Using the records below, give again exactly the lines from the line that contains "for card faces." through the line that contains "dimensions in cards.", both ends included, and only those.

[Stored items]
• • • •

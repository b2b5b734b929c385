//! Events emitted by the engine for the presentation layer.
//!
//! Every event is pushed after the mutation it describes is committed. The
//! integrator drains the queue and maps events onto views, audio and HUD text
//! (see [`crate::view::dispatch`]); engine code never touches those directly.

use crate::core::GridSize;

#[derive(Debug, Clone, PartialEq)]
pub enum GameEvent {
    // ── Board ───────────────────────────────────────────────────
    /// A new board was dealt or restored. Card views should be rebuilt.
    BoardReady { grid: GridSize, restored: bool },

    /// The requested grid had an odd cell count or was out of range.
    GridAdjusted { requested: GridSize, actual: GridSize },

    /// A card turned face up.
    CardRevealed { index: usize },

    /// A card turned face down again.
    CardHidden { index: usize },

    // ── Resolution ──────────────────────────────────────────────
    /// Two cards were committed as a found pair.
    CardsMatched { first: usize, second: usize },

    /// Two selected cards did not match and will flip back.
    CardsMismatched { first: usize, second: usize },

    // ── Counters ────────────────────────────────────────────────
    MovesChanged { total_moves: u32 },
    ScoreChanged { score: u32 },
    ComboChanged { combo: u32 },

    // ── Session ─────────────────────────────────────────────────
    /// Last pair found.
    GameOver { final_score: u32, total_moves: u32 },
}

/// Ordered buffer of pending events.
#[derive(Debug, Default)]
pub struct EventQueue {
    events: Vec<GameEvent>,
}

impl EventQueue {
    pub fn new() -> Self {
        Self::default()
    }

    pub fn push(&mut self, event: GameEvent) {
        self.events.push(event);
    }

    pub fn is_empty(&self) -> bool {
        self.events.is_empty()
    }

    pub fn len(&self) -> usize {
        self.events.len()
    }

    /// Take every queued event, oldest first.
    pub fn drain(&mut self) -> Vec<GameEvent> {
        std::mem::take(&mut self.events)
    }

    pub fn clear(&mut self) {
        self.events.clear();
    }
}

• • • •

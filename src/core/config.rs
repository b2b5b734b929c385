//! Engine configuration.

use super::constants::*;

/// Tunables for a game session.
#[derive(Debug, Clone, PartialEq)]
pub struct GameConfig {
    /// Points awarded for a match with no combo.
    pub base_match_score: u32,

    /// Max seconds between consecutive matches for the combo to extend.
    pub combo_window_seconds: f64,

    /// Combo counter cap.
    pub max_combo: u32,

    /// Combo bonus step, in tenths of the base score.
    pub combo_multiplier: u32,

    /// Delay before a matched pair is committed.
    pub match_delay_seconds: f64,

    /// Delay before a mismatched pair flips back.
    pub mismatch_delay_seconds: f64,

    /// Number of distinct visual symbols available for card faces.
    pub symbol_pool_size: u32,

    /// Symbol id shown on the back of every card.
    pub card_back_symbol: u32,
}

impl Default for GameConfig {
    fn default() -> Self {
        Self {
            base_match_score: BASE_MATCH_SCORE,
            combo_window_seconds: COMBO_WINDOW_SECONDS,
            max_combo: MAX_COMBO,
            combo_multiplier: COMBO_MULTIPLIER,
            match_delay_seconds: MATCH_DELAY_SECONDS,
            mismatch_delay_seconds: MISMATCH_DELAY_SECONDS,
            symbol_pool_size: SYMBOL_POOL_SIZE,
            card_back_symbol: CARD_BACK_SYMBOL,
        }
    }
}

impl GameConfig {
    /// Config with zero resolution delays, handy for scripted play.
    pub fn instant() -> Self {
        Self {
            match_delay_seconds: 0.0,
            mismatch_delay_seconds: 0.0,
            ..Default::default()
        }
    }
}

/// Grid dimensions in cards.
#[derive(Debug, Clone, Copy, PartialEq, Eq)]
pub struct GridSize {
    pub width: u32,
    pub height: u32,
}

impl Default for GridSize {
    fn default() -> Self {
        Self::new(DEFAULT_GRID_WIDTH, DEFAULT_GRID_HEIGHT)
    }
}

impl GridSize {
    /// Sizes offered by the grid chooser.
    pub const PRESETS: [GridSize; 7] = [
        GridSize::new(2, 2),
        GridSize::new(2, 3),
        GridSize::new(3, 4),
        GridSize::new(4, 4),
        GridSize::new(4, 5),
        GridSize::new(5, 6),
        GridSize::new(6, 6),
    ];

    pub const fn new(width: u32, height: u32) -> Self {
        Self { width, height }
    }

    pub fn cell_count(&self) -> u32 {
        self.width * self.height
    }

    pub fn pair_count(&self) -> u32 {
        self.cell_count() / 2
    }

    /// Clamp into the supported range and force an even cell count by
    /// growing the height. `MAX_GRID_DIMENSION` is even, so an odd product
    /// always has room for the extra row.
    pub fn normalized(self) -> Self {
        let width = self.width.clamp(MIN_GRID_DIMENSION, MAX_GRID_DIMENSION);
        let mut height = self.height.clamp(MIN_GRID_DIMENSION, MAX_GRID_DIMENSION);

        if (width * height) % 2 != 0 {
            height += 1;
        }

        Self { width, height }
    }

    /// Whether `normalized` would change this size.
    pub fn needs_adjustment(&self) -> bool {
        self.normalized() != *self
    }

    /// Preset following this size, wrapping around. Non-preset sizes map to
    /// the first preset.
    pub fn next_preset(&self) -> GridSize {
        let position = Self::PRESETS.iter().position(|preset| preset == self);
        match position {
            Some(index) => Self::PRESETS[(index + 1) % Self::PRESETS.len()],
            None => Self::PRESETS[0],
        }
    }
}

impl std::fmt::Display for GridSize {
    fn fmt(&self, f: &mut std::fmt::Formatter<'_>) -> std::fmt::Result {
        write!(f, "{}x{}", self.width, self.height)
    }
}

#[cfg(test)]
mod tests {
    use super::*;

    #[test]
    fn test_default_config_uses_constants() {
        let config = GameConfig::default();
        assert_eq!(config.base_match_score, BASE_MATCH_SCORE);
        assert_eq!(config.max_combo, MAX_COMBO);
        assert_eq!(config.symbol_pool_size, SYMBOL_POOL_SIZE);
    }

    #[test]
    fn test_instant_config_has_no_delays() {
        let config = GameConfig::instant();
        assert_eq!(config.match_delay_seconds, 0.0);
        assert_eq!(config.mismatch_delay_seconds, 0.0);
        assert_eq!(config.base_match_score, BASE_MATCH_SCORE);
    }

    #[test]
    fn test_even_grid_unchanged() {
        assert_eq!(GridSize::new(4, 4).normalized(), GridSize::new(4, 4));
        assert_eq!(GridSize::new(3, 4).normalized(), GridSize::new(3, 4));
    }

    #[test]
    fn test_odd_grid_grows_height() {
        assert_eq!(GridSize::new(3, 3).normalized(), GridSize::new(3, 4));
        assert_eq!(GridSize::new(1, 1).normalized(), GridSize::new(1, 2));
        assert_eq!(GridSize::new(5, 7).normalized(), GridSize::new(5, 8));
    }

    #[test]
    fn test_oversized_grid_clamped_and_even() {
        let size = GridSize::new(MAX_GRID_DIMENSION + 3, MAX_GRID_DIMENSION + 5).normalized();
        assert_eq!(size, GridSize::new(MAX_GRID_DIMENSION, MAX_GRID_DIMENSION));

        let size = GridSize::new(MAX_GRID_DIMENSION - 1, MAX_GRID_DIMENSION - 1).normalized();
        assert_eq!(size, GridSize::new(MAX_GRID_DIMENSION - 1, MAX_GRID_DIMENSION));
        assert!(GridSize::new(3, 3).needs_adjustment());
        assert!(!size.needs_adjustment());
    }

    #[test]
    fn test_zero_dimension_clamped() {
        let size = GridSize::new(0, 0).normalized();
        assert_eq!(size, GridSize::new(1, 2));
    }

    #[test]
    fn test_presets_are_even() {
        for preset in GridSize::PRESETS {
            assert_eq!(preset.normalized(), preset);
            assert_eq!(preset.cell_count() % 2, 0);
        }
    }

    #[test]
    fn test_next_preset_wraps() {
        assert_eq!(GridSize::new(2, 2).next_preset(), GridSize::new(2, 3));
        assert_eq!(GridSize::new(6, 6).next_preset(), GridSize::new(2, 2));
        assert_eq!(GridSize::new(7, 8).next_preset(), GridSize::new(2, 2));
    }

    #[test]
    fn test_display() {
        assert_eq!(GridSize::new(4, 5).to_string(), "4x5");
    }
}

• • • •

_Result below:_
    /// Number of distinct visual symbols available for card faces.
    pub symbol_pool_size: u32,

    /// Symbol id shown on the back of every card.
    pub card_back_symbol: u32,
}

impl Default for GameConfig {
    fn default() -> Self {
        Self {
            base_match_score: BASE_MATCH_SCORE,
            combo_window_seconds: COMBO_WINDOW_SECONDS,
            max_combo: MAX_COMBO,
            combo_multiplier: COMBO_MULTIPLIER,
            match_delay_seconds: MATCH_DELAY_SECONDS,
            mismatch_delay_seconds: MISMATCH_DELAY_SECONDS,
            symbol_pool_size: SYMBOL_POOL_SIZE,
            card_back_symbol: CARD_BACK_SYMBOL,
        }
    }
}

impl GameConfig {
    /// Config with zero resolution delays, handy for scripted play.
    pub fn instant() -> Self {
        Self {
            match_delay_seconds: 0.0,
            mismatch_delay_seconds: 0.0,
            ..Default::default()
        }
    }
}

/// Grid dimensions in cards.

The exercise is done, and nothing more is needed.